Nel dubbio, è responsabilità del titolare del trattamento adottare criteri chiari per decidere cosa sia rilevante e cosa debba essere escluso o anonimizzato.
3. Evita valutazioni discriminatorie o automatizzate
Non è solo un problema di raccolta: anche l’uso improprio di dati non pertinenti può configurare un comportamento discriminatorio, vietato dal GDPR e dalle norme sul lavoro (es. D.Lgs. 198/2006, D.Lgs. 216/2003).
- Evita di scartare CV in base a foto, età, sesso o religione;
- Se usi strumenti di selezione automatica, assicurati che siano trasparenti, equi e non basati su criteri discriminatori.
Best practice: valutare le competenze prima di analizzare l’identità, anche attraverso CV anonimi o procedure blind screening (cioè procedure di selezione anonima in cui i dati identificativi del candidato, come nome, età, genere, foto, vengono oscurati per evitare bias o discriminazioni) nei primi step.
📌 Bonus: cosa dice il Garante?
Il Garante italiano per la protezione dei dati ha più volte sottolineato come la raccolta eccessiva o generica di dati nei CV rappresenti una delle principali fonti di rischio per le aziende.
In particolare, in questa FAQ ufficiale viene chiarito che:
“Nel curriculum vitae devono essere forniti solo i dati strettamente necessari in relazione all’offerta di lavoro, evitando l’inserimento di dati particolari salvo che ciò non sia strettamente richiesto dalla natura della mansione da svolgere.”
3. 4. Informativa per i dipendenti
Una volta completata la selezione e avviato il rapporto di lavoro, si apre una nuova fase del trattamento dei dati personali: quella quotidiana, strutturata e continuativa.
Dopo l’assunzione, infatti, l’organizzazione è tenuta a fornire al dipendente una nuova informativa privacy, distinta e più articolata rispetto a quella ricevuta in fase di selezione.
Il motivo è semplice: durante il rapporto di lavoro vengono avviati nuovi trattamenti di dati personali, spesso continui, sistematici e con impatti significativi sulla sfera privata della persona.

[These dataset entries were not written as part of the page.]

#![allow(unused)]

use std::{path::PathBuf, str::FromStr};

use log::LevelFilter;
use simplelog::SimpleLogger;
use tokio::sync::oneshot;

use mct_clone::{Dump, Key};
use mct_core::{
    engine::Classification,
    session::{TagSession, WriteFault},
    Block, KeyMap, KeyType, Position,
};
use mct_sim::{Layout, SimTag};

pub const KEY_A: Key = Key([0xa0, 0xa1, 0xa2, 0xa3, 0xa4, 0xa5]);
pub const KEY_B: Key = Key([0xb0, 0xb1, 0xb2, 0xb3, 0xb4, 0xb5]);

/// Setup logging for tests, level from `LOG_LEVEL`
pub fn init_logging() {
    let log_level = match std::env::var("LOG_LEVEL").map(|v| LevelFilter::from_str(&v)) {
        Ok(Ok(l)) => l,
        _ => LevelFilter::Debug,
    };

    let _ = SimpleLogger::init(log_level, simplelog::Config::default());
}

/// 1K dump image with sector 1 re-keyed and holding data
pub fn dump_lines() -> Vec<String> {
    let mut lines = SimTag::new(Layout::Classic1k).to_dump_lines();

    lines[6] = "11111111111111111111111111111111".to_string();
    lines[9] = "A0A1A2A3A4A57F078869B0B1B2B3B4B5".to_string();
    lines[11] = "22222222222222222222222222222222".to_string();

    lines
}

pub fn dump() -> Dump {
    let lines = dump_lines();
    Dump::parse(lines.iter().map(|l| l.as_str())).unwrap()
}

/// Unique path under the system temporary directory
pub fn temp_path(name: &str) -> PathBuf {
    let id: u64 = rand::random();
    std::env::temp_dir().join(format!("mct-clone-{id:016x}-{name}"))
}

/// Simulated tag that parks after its first successful write until released
pub struct GatedTag {
    pub tag: SimTag,
    gate: Option<(oneshot::Sender<()>, oneshot::Receiver<()>)>,
}

impl GatedTag {
    /// Returns the tag with channels to await the parked write and to release it
    pub fn new(tag: SimTag) -> (Self, oneshot::Receiver<()>, oneshot::Sender<()>) {
        let (parked_tx, parked_rx) = oneshot::channel();
        let (release_tx, release_rx) = oneshot::channel();

        let t = Self {
            tag,
            gate: Some((parked_tx, release_rx)),
        };

        (t, parked_rx, release_tx)
    }
}

impl TagSession for GatedTag {
    fn sector_count(&self) -> usize {
        self.tag.sector_count()
    }

    fn classify(
        &mut self,
        positions: &[Position],
        keys: &KeyMap,
    ) -> Result<Classification, mct_core::Error> {
        self.tag.classify(positions, keys)
    }

    fn write_block(
        &mut self,
        pos: Position,
        data: &Block,
        key: &Key,
        key_type: KeyType,
    ) -> Result<(), WriteFault> {
        self.tag.write_block(pos, data, key, key_type)?;

        if let Some((parked, release)) = self.gate.take() {
            let _ = parked.send(());
            let _ = release.blocking_recv();
        }

        Ok(())
    }

    fn close(&mut self) {
        self.tag.close()
    }
}
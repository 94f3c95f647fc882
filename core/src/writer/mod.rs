// Copyright (c) 2022-2023 The MobileCoin Foundation

//! Write orchestration, executes a [WritePlan] against a [TagSession].
//!
//! Writes are strictly sequential in ascending sector then block order, so
//! each sector trailer (the highest block) is written after the data it
//! protects. Each block is attempted [WRITE_ATTEMPTS] times, a block that
//! fails every attempt aborts the batch. There is no undo, blocks written
//! before the failure remain on the tag.

use alloc::vec::Vec;

use crate::{
    dump::{BlockContent, Dump, Position},
    engine::WritePlan,
    session::{TagSession, WriteFault},
    Error,
};

/// Write attempts per block (one retry)
pub const WRITE_ATTEMPTS: usize = 2;

/// Progress reported after each committed block
#[derive(Copy, Clone, PartialEq, Eq, Debug)]
pub struct Progress {
    /// Position just written
    pub position: Position,
    /// Number of blocks written so far (including this one)
    pub written: usize,
    /// Number of blocks in the plan
    pub total: usize,
}

/// Execute a write plan, returning the number of blocks written.
///
/// The session is left open for the caller to close.
pub fn execute<S: TagSession + ?Sized>(
    plan: &WritePlan,
    dump: &Dump,
    session: &mut S,
) -> Result<usize, Error> {
    execute_with_progress(plan, dump, session, |_| ())
}

/// Execute a write plan, calling `on_progress` after each block is written
pub fn execute_with_progress<S: TagSession + ?Sized>(
    plan: &WritePlan,
    dump: &Dump,
    session: &mut S,
    mut on_progress: impl FnMut(Progress),
) -> Result<usize, Error> {
    // Resolve payloads prior to touching the tag
    let mut writes = Vec::with_capacity(plan.len());
    for (pos, w) in plan.iter() {
        let data = match dump.block(pos).and_then(BlockContent::data) {
            Some(d) => d,
            None => return Err(Error::MissingPayload(pos)),
        };
        writes.push((pos, w, data));
    }

    let total = writes.len();

    #[cfg(feature = "log")]
    log::debug!("Writing {} blocks", total);

    for (i, (pos, w, data)) in writes.into_iter().enumerate() {
        let mut fault = WriteFault::Rejected;

        let ok = (0..WRITE_ATTEMPTS).any(|_attempt| {
            match session.write_block(pos, data, &w.key, w.key_type) {
                Ok(()) => true,
                Err(f) => {
                    #[cfg(feature = "log")]
                    log::warn!(
                        "Write {} failed (attempt {}/{}): {}",
                        pos,
                        _attempt + 1,
                        WRITE_ATTEMPTS,
                        f
                    );
                    fault = f;
                    false
                }
            }
        });

        if !ok {
            #[cfg(feature = "log")]
            log::warn!("Aborting write after {} of {} blocks", i, total);

            return Err(Error::WriteFailed {
                sector: pos.sector,
                block: pos.block,
                fault,
            });
        }

        on_progress(Progress {
            position: pos,
            written: i + 1,
            total,
        });
    }

    Ok(total)
}
// Copyright (c) 2022-2023 The MobileCoin Foundation

//! MCT key files (`.keys`)
//!
//! One key per line as 12 hex characters, lines starting with `#` are
//! comments and blank lines are ignored.

use std::{
    collections::BTreeSet,
    path::{Path, PathBuf},
};

use log::debug;

use mct_core::Key;

use crate::Error;

/// Comment prefix for key files
pub const COMMENT: char = '#';

/// Parse key file content, keeping the first occurrence of each key
pub fn parse_keys(s: &str) -> Result<Vec<Key>, Error> {
    let mut keys = vec![];
    let mut seen = BTreeSet::new();

    for (i, line) in s.lines().enumerate() {
        let line = line.trim();
        if line.is_empty() || line.starts_with(COMMENT) {
            continue;
        }

        let k: Key = line.parse().map_err(|_| Error::InvalidKey {
            line: i + 1,
            value: line.to_string(),
        })?;

        if seen.insert(k) {
            keys.push(k);
        }
    }

    Ok(keys)
}

/// Format keys for writing to a key file, one per line in ascending order
pub fn format_keys<'a>(keys: impl IntoIterator<Item = &'a Key>) -> String {
    let keys: BTreeSet<&Key> = keys.into_iter().collect();

    let mut s = String::new();
    for k in keys {
        s.push_str(&k.to_string());
        s.push('\n');
    }
    s
}

/// Read a single key file
pub async fn read_key_file(path: impl AsRef<Path>) -> Result<Vec<Key>, Error> {
    let path = path.as_ref();

    let s = tokio::fs::read_to_string(path).await?;
    let keys = parse_keys(&s).map_err(|e| Error::KeyFile {
        path: path.to_owned(),
        source: Box::new(e),
    })?;

    debug!("Loaded {} keys from {}", keys.len(), path.display());

    Ok(keys)
}

/// Read and merge key files, keys are de-duplicated in file order
pub async fn read_key_files(paths: &[PathBuf]) -> Result<Vec<Key>, Error> {
    let mut keys = vec![];
    let mut seen = BTreeSet::new();

    for p in paths {
        for k in read_key_file(p).await? {
            if seen.insert(k) {
                keys.push(k);
            }
        }
    }

    Ok(keys)
}

/// Write keys to a key file
pub async fn write_key_file<'a>(
    path: impl AsRef<Path>,
    keys: impl IntoIterator<Item = &'a Key>,
) -> Result<(), Error> {
    tokio::fs::write(path.as_ref(), format_keys(keys)).await?;
    Ok(())
}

Secondo l’art. 13 del GDPR, ogni interessato ha diritto a essere informato in modo trasparente, completo e tempestivo su quali dati vengono trattati, perché, da chi, come, per quanto tempo, e quali diritti può esercitare.
La tua informativa dovrebbe, quindi, coprire, in modo chiaro e con linguaggio comprensibile, i seguenti elementi:
- Finalità del trattamento
Es. gestione amministrativa del rapporto di lavoro, adempimenti fiscali e contributivi, sicurezza informatica, controllo accessi, formazione, welfare aziendale. - Base giuridica
Principalmente obblighi contrattuali e legali (art. 6.1.b e c GDPR). In alcuni casi può intervenire anche l’interesse legittimo del datore (es. per finalità organizzative), purché bilanciato. - Categorie di dati trattati
Anagrafici, fiscali, sanitari (assenze per malattia), dati di utilizzo strumenti digitali, immagini da videosorveglianza, dati biometrici se presenti. - Destinatari o categorie di destinatari
Es. consulente del lavoro, software paghe, enti previdenziali, provider cloud, fornitori IT. - Periodi di conservazione
Diversificati per tipologia di dato: es. documentazione fiscale fino a 10 anni, dati accesso badge 6 mesi, email post-uscita max 30 giorni. - Diritti dell’interessato
Accesso, rettifica, opposizione, limitazione, reclamo all’Autorità, ecc. - Contatti del titolare e del DPO
Con indirizzo e-mail o modalità chiare per esercitare i diritti.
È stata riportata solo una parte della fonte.